Thursday, December 15, 2011

India inflation stays above 9 percent in November

Indian laborers work at a construction site in Bangalore, India, Tuesday, Dec. 13, 2011. Indian rupee, hit a fresh record low Tuesday, after a contraction in industrial output reported the day before. The currency touched 53.52 against the dollar, down over 21 percent since late July. It is the third time in three weeks that it has breached prior lows. (AP Photo/Aijaz Rahi)

Indian laborers work at a construction site in Bangalore, India, Tuesday, Dec. 13, 2011. Indian rupee, hit a fresh record low Tuesday, after a contraction in industrial output reported the day before. The currency touched 53.52 against the dollar, down over 21 percent since late July. It is the third time in three weeks that it has breached prior lows. (AP Photo/Aijaz Rahi)

(AP) ? India's inflation rate remained above 9 percent in November, leaving the central bank with little leeway to reverse interest rate hikes that have choked growth in Asia's third-largest economy.

The plunging value of the rupee, which hit a fresh record low against the dollar Wednesday, is pushing up the cost of fuel and manufactured products even as big increases in food prices start to wane, government figures showed.

Although November's 9.1 percent inflation rate was the lowest in a year, it remains far above government targets.

"The concern about inflation cannot be taken away from the monetary authority," C. Rangarajan, chairman of the Prime Minister's Economic Advisory Council, told reporters.
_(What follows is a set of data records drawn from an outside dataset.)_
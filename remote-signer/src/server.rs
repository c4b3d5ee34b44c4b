//! Remote signer server implementation.
//!
//! Listens on a Unix socket and handles signing requests. The socket is
//! restricted to its owner, which is the only authentication callers get.

use crate::protocol::{
    read_frame, write_frame, FrameError, ListPublicKeysResponse, Request, Response, SignRequest,
    SignResponse, Status,
};
use crate::service::SigningService;
use eth2_signer_keyvault::KeyStore;
use std::fs::{self, DirBuilder, Permissions};
use std::io;
use std::os::unix::fs::{DirBuilderExt, PermissionsExt};
use std::os::unix::net::{UnixListener, UnixStream};
use std::path::{Path, PathBuf};
use std::sync::Arc;
use std::thread;
use std::time::Duration;
use thiserror::Error;
use tracing::{debug, error, info, warn};

/// Read and write timeout applied to every accepted connection.
pub const DEFAULT_IO_TIMEOUT: Duration = Duration::from_secs(10);

/// Server configuration.
pub struct ServerConfig {
    /// Path to Unix socket
    pub socket_path: PathBuf,
    /// Keyvault holding the validator keys
    pub keyvault: Arc<dyn KeyStore>,
    /// Read and write timeout for each connection
    pub io_timeout: Duration,
}

/// Errors from the signer server and client.
#[derive(Debug, Error)]
pub enum ServerError {
    #[error("IO error: {0}")]
    Io(#[from] std::io::Error),

    #[error("Frame error: {0}")]
    Frame(#[from] FrameError),

    #[error("Protocol error: {0}")]
    Protocol(String),

    #[error("Rejected: {0}")]
    Rejected(Status),
}

/// Remote signer server.
pub struct SignerServer {
    listener: UnixListener,
    service: Arc<SigningService>,
    io_timeout: Duration,
}

impl SignerServer {
    /// Create a new signer server.
    pub fn new(config: ServerConfig) -> Result<Self, ServerError> {
        // Remove existing socket file if it exists
        if config.socket_path.exists() {
            fs::remove_file(&config.socket_path)?;
        }

        // Ensure parent directory exists
        let parent = match config.socket_path.parent() {
            Some(parent) if !parent.as_os_str().is_empty() => parent,
            _ => Path::new("."),
        };
        fs::create_dir_all(parent)?;

        let listener = bind_owner_only(&config.socket_path, parent)?;
        info!("Signer server listening on {:?}", config.socket_path);

        Ok(Self {
            listener,
            service: Arc::new(SigningService::new(config.keyvault)),
            io_timeout: config.io_timeout,
        })
    }

    /// Run the server (blocking). Each connection is served on its own thread.
    pub fn run(&self) -> Result<(), ServerError> {
        info!("Signer server starting...");
        match self.service.list_validating_public_keys() {
            Ok(list) => info!(
                num_keys = list.validating_public_keys.len(),
                "Serving validating public keys"
            ),
            Err(e) => error!("Could not list public keys: {}", e),
        }

        for stream in self.listener.incoming() {
            match stream {
                Ok(stream) => {
                    debug!("New connection");
                    let service = Arc::clone(&self.service);
                    let io_timeout = self.io_timeout;
                    thread::spawn(move || {
                        if let Err(e) = handle_connection(&service, stream, io_timeout) {
                            error!("Error handling connection: {}", e);
                        }
                    });
                }
                Err(e) => {
                    error!("Error accepting connection: {}", e);
                }
            }
        }

        Ok(())
    }
}

/// Bind `socket_path` so that it is never reachable by other users.
///
/// The socket is created inside a fresh `0700` directory next to its final
/// path, restricted to `0600`, and only then renamed into place.
fn bind_owner_only(socket_path: &Path, parent: &Path) -> io::Result<UnixListener> {
    let file_name = socket_path.file_name().ok_or_else(|| {
        io::Error::new(io::ErrorKind::InvalidInput, "socket path has no file name")
    })?;
    let mut staging_name = std::ffi::OsString::from(".");
    staging_name.push(file_name);
    staging_name.push(format!(".{}.staging", std::process::id()));
    let staging_dir = parent.join(staging_name);

    if staging_dir.exists() {
        warn!("Removing leftover staging directory {:?}", staging_dir);
        fs::remove_dir_all(&staging_dir)?;
    }
    DirBuilder::new().mode(0o700).create(&staging_dir)?;

    let staged = staging_dir.join("signer.sock");
    let result = UnixListener::bind(&staged).and_then(|listener| {
        fs::set_permissions(&staged, Permissions::from_mode(0o600))?;
        fs::rename(&staged, socket_path)?;
        Ok(listener)
    });
    let _ = fs::remove_file(&staged);
    fs::remove_dir(&staging_dir)?;
    result
}

/// Handle a single request on a connection.
fn handle_connection(
    service: &SigningService,
    mut stream: UnixStream,
    io_timeout: Duration,
) -> Result<(), ServerError> {
    stream.set_read_timeout(Some(io_timeout))?;
    stream.set_write_timeout(Some(io_timeout))?;

    let request: Request = read_frame(&mut stream)?;
    let response = service.handle(request);
    write_frame(&mut stream, &response)?;
    Ok(())
}

/// Client for connecting to the remote signer.
pub struct SignerClient {
    socket_path: PathBuf,
}

impl SignerClient {
    /// Create a new client.
    pub fn new(socket_path: impl AsRef<Path>) -> Self {
        Self {
            socket_path: socket_path.as_ref().to_path_buf(),
        }
    }

    /// Connect to the server and send a request.
    fn send_request(&self, request: &Request) -> Result<Response, ServerError> {
        let mut stream = UnixStream::connect(&self.socket_path)?;
        write_frame(&mut stream, request)?;
        Ok(read_frame(&mut stream)?)
    }

    /// Sign a signing root. A failed sign comes back as [`ServerError::Rejected`].
    pub fn sign(&self, req: SignRequest) -> Result<SignResponse, ServerError> {
        match self.send_request(&Request::Sign(req))? {
            Response::Sign {
                response,
                error: None,
            } => Ok(response),
            Response::Sign {
                error: Some(status),
                ..
            } => Err(ServerError::Rejected(status)),
            _ => Err(ServerError::Protocol("Unexpected response".to_string())),
        }
    }

    /// List the public keys available for signing.
    pub fn list_validating_public_keys(&self) -> Result<ListPublicKeysResponse, ServerError> {
        match self.send_request(&Request::ListValidatingPublicKeys)? {
            Response::PublicKeys(list) => Ok(list),
            Response::Error(status) => Err(ServerError::Rejected(status)),
            _ => Err(ServerError::Protocol("Unexpected response".to_string())),
        }
    }

    /// Ping the server.
    pub fn ping(&self) -> Result<(), ServerError> {
        match self.send_request(&Request::Ping)? {
            Response::Pong => Ok(()),
            _ => Err(ServerError::Protocol("Unexpected response".to_string())),
        }
    }
}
The country's economic problems have been exacerbated by a deadlocked Parliament and the weakness of the ruling Congress Party. Measures that could encourage investment and growth have been stalled by political bickering. Uncoordinated fiscal and monetary policy hasn't helped either.

India's economy grew 6.9 percent in the September quarter, the slowest in over two years and industrial output has contracted for the first time in over two years.

Many economists and business people say India needs to enact difficult but crucial reforms to kickstart the economy and reassure investors. Government officials, in contrast, have emphasized the global factors dragging on the investment cycle, and some seem to hope lower interest rates will offer a quick fix instead.

"There is a slowdown across the world," said Ajay Shankar, secretary of the government's National Manufacturing Competitiveness Council. "The interest rate should come down. Then you get a better investment climate."

Thirteen rate hikes since March 2010 haven't tamed inflation, which has topped 9 percent in 20 of the last 22 months. The central bank is widely expected to hold rates steady this week.

D.K. Joshi, chief economist at research and ratings agency Crisil, said without the Reserve Bank of India's aggressive rate hikes, inflation would have likely soared above 10 percent.

The central bank's anti-inflation stance has been weakened by government spending in the run up to important state elections and fuel price hikes, which have been needed to keep the government's ballooning fuel subsidy bill in check.

"The demand created through government expenditure has offset some of the moves of RBI, that's having an impact," Joshi said. "The fuel inflation has been kept suppressed. Now when you have a fiscal burden you have to pass that on to the consumer."

The rupee has plunged over 20 percent since July and hit a fresh low of 53.76 on Wednesday. That's bad news for a country that runs a current account deficit and imports about three quarters of its oil. Rising wages and raw material costs have also hit manufacturers.